Even More Protein: Useful for a Few

How efficiently you can utilize the protein you eat varies from person to person. That means some can use more than 1.6 grams of protein per kilogram of body weight and day for muscle-building purposes. We are probably talking about just a few percent of the population. Even for those genetically gifted individuals, it’s a matter of diminishing returns. However, if you want to ensure you eat enough protein to maximize your potential for muscle growth, you can aim for 2 to 2.2 grams of protein per kilogram of body weight and day.10

However, the chances are that you are simply adding calories that you could have spent on better or better-tasting energy sources.

You Need More Protein During a Calorie Deficit

Everything mentioned above applies to energy balance or above. During an energy deficit, the rules change. Eating fewer calories than you take in like during weight loss, your protein requirements increase. You no longer enjoy the anabolic effects of an energy surplus. The bigger the deficit, the more protein you need to be able to maintain or increase your lean muscle mass.

During periods of calorie restriction, you might need up to 2.7 grams of protein per kilogram of body weight and day.11 That is just to maintain your fat-free mass. A recent review found that athletes like bodybuilders need 2.3 to 3.1 grams of protein per kilogram (1 to 1.4 grams per pound) of lean body mass per day while cutting.12

Of course, a calorie deficit for fat loss is not optimal for muscle growth in the first place. You can gain muscle mass and lose fat simultaneously, but it is quite a bit more challenging. You don’t have as much energy, your anabolic hormones aren’t at peak levels, and your basal muscle protein synthesis decreases. It’s still doable but takes some planning and work.

How Much Protein from a Single Meal Can Your Body Use to Build Muscle Mass?

Is there an upper limit to how much protein you can absorb or utilize for muscle-building purposes per meal? Or can you pound your daily protein intake in one meal and expect the same results?

There is no practical limit to how much you can absorb. You just won’t use all of it to build muscle. There is a limit where more protein in one sitting does not equal any further increase in muscle protein synthesis. This limit is, in fact, not that hard to reach. At rest, it is between 30 and 40 grams of protein per meal.13

Following a strength training session, the amount of protein that maximally stimulates muscle protein synthesis is between 20 and 40 grams.14 15

eating for muscle growth how much protein

Do you need less protein after working out to maximize muscle growth? Yes, probably. Your muscles become more sensitive to amino acids after strength training, which allows them to utilize the protein you provide more efficiently.

If you train a single muscle group, 20 grams of high-quality protein maximize muscle protein synthesis. If you train several muscle groups or do a whole-body workout, you get 20–25% higher muscle protein synthesis rates if you double that amount.16

eating for muscle growth whey protein

To maximize the potential for muscle growth, you should, according to current recommendations, spread your protein intake out over the day and eat every third hour or so.17

However, any differences such minutiae might offer probably won’t be significant. Don’t feel that you must keep nibbling all day long to build muscle mass. It might offer some slight advantages, but won’t be the factor that determines if you gain muscle or not. If you prefer to eat fewer but larger meals, it’s not like your efforts in the gym are wasted. Even if muscle protein synthesis does not increase proportionately after a larger meal, you reduce protein breakdown more and for a longer time.18 This means that larger meals improve the balance between protein synthesis and breakdown longer.

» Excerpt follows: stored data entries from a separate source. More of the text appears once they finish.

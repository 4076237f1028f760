//! `aeroview` binary
//!
//! Argument parsing and every command live in `aeroview::cli`. A failed
//! command is reported as an error envelope on stdout and exit status 1.

use aeroview::cli;

fn main() {
    if let Err(e) = cli::run() {
        if cli::write_error(e.code(), &e.message()).is_err() {
            eprintln!("{}", e);
        }
        std::process::exit(1);
    }
}
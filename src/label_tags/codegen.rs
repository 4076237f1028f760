//! Label-tag aggregation stages
//!
//! `_label_tags` is built in two passes: first every label field's tags are
//! folded into one flat list, then (for display) the list is turned into a
//! `tag -> count` object with a per-document map over its distinct values.

use crate::expr::Expr;
use crate::stages::Stage;

use super::traversal::{TagLevel, TagSource};

/// Synthetic, non-persisted field holding the aggregated tags
pub const LABEL_TAGS_FIELD: &str = "_label_tags";

/// Top-level array holding a video's frames
pub const FRAMES_FIELD: &str = "frames";

fn tags_of(element: Expr) -> Expr {
    element.child("tags").if_null(Expr::empty_array())
}

/// `$$value ++ ($$this.<rel>.tags ?? [])`, folded over `input`
fn fold_tags(input: Expr, element: Expr) -> Expr {
    input
        .if_null(Expr::empty_array())
        .reduce(Expr::var("value").extend(element), Expr::empty_array())
}

/// Tags contributed by one label field, as a flat list
pub fn source_tags_expr(source: &TagSource) -> Expr {
    match (source.level, source.list_attribute) {
        (TagLevel::Sample, None) => tags_of(Expr::field(source.db_path.as_str())),
        (TagLevel::Sample, Some(attr)) => fold_tags(
            Expr::field(format!("{}.{}", source.db_path, attr)),
            tags_of(Expr::this()),
        ),
        (TagLevel::Frame, None) => fold_tags(
            Expr::field(FRAMES_FIELD),
            tags_of(Expr::this_field(source.db_path.as_str())),
        ),
        (TagLevel::Frame, Some(attr)) => fold_tags(
            Expr::field(FRAMES_FIELD),
            fold_tags(
                Expr::this_field(format!("{}.{}", source.db_path, attr)),
                tags_of(Expr::this()),
            ),
        ),
    }
}

/// Stages that set `_label_tags` to the flat list of every label's tags
pub fn label_tags_stages(sources: &[TagSource]) -> Vec<Stage> {
    let mut stages = vec![Stage::set_field(LABEL_TAGS_FIELD, &Expr::empty_array())];
    for source in sources {
        let extended = Expr::field(LABEL_TAGS_FIELD).extend(source_tags_expr(source));
        stages.push(Stage::set_field(LABEL_TAGS_FIELD, &extended));
    }
    stages
}

/// Expression turning the flat tag list into a `tag -> count` object
pub fn tag_counts_expr() -> Expr {
    let tags = Expr::field(LABEL_TAGS_FIELD);
    let count = tags
        .clone()
        .filter(Expr::this().eq(Expr::var("tag")))
        .size();
    let pair = Expr::Object(vec![
        ("k".to_string(), Expr::var("tag")),
        ("v".to_string(), count),
    ]);
    Expr::ArrayToObject(Box::new(Expr::SetUnion(Box::new(tags)).map("tag", pair)))
}

/// Aggregation followed by the count transform
pub fn label_tag_count_stages(sources: &[TagSource]) -> Vec<Stage> {
    let mut stages = label_tags_stages(sources);
    stages.push(Stage::set_field(LABEL_TAGS_FIELD, &tag_counts_expr()));
    stages
}
//! Condition and expression builders
//!
//! Filters are compiled into two small trees rather than strings:
//!
//! - `Query`: document-level conditions used by match stages
//! - `Expr`: element-level aggregation expressions used inside list filters,
//!   set-field stages and folds
//!
//! Both render to `serde_json::Value` in the executor's operator syntax.
//! Rendering is deterministic: the same tree always yields the same JSON.

mod expression;
mod literal;
mod object_id;
mod query;

pub use expression::{CmpOp, Expr, FieldRoot};
pub use literal::Literal;
pub use object_id::{ObjectId, ObjectIdError};
pub use query::{Query, QueryOp};
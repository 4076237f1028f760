//! CLI error type
//!
//! Compilation failures keep the code of the underlying view error, so a
//! client sees the same code from the CLI as from an in-process call.

use std::io;

use thiserror::Error;

use crate::view::ViewError;

#[derive(Debug, Error)]
pub enum CliError {
    /// Config file unreadable or invalid
    #[error("Configuration error: {0}")]
    Config(String),

    /// stdin/stdout or an input file failed
    #[error("I/O error: {0}")]
    Io(String),

    /// Request body is not a valid request
    #[error("Invalid request: {0}")]
    InvalidRequest(String),

    /// View construction failed
    #[error(transparent)]
    View(ViewError),
}

impl CliError {
    /// Stable code for the error envelope
    pub fn code(&self) -> &'static str {
        match self {
            CliError::Config(_) => "AERO_CLI_CONFIG_ERROR",
            CliError::Io(_) => "AERO_CLI_IO_ERROR",
            CliError::InvalidRequest(_) => "AERO_CLI_INVALID_REQUEST",
            CliError::View(err) => err.code(),
        }
    }

    pub fn message(&self) -> String {
        self.to_string()
    }
}

impl From<io::Error> for CliError {
    fn from(e: io::Error) -> Self {
        CliError::Io(e.to_string())
    }
}

impl From<serde_json::Error> for CliError {
    fn from(e: serde_json::Error) -> Self {
        CliError::InvalidRequest(e.to_string())
    }
}

impl From<ViewError> for CliError {
    fn from(e: ViewError) -> Self {
        match e {
            ViewError::Config { reason } => CliError::Config(reason),
            other => CliError::View(other),
        }
    }
}

pub type CliResult<T> = Result<T, CliError>;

A meta-analysis could not find any differences in body composition depending on meal frequency.19 In addition, there are many real-life examples of athletes building muscle and improving body composition using an intermittent fasting diet plan. As we said earlier, your training is the most important thing for muscle growth.

Best: a high protein intake spread out over multiple meals.

Good: a high protein intake divided into a few meals. Your total protein intake is more important than your meal frequency.

Read more:

>> How Much Protein from a Single Meal Can Your Body Use to Build Muscle Mass?

All Protein Counts

It’s easy to assume that you should only count protein from “clean” sources like lean meat, fish, poultry, protein powders, and so on to build muscle mass. That is not the case.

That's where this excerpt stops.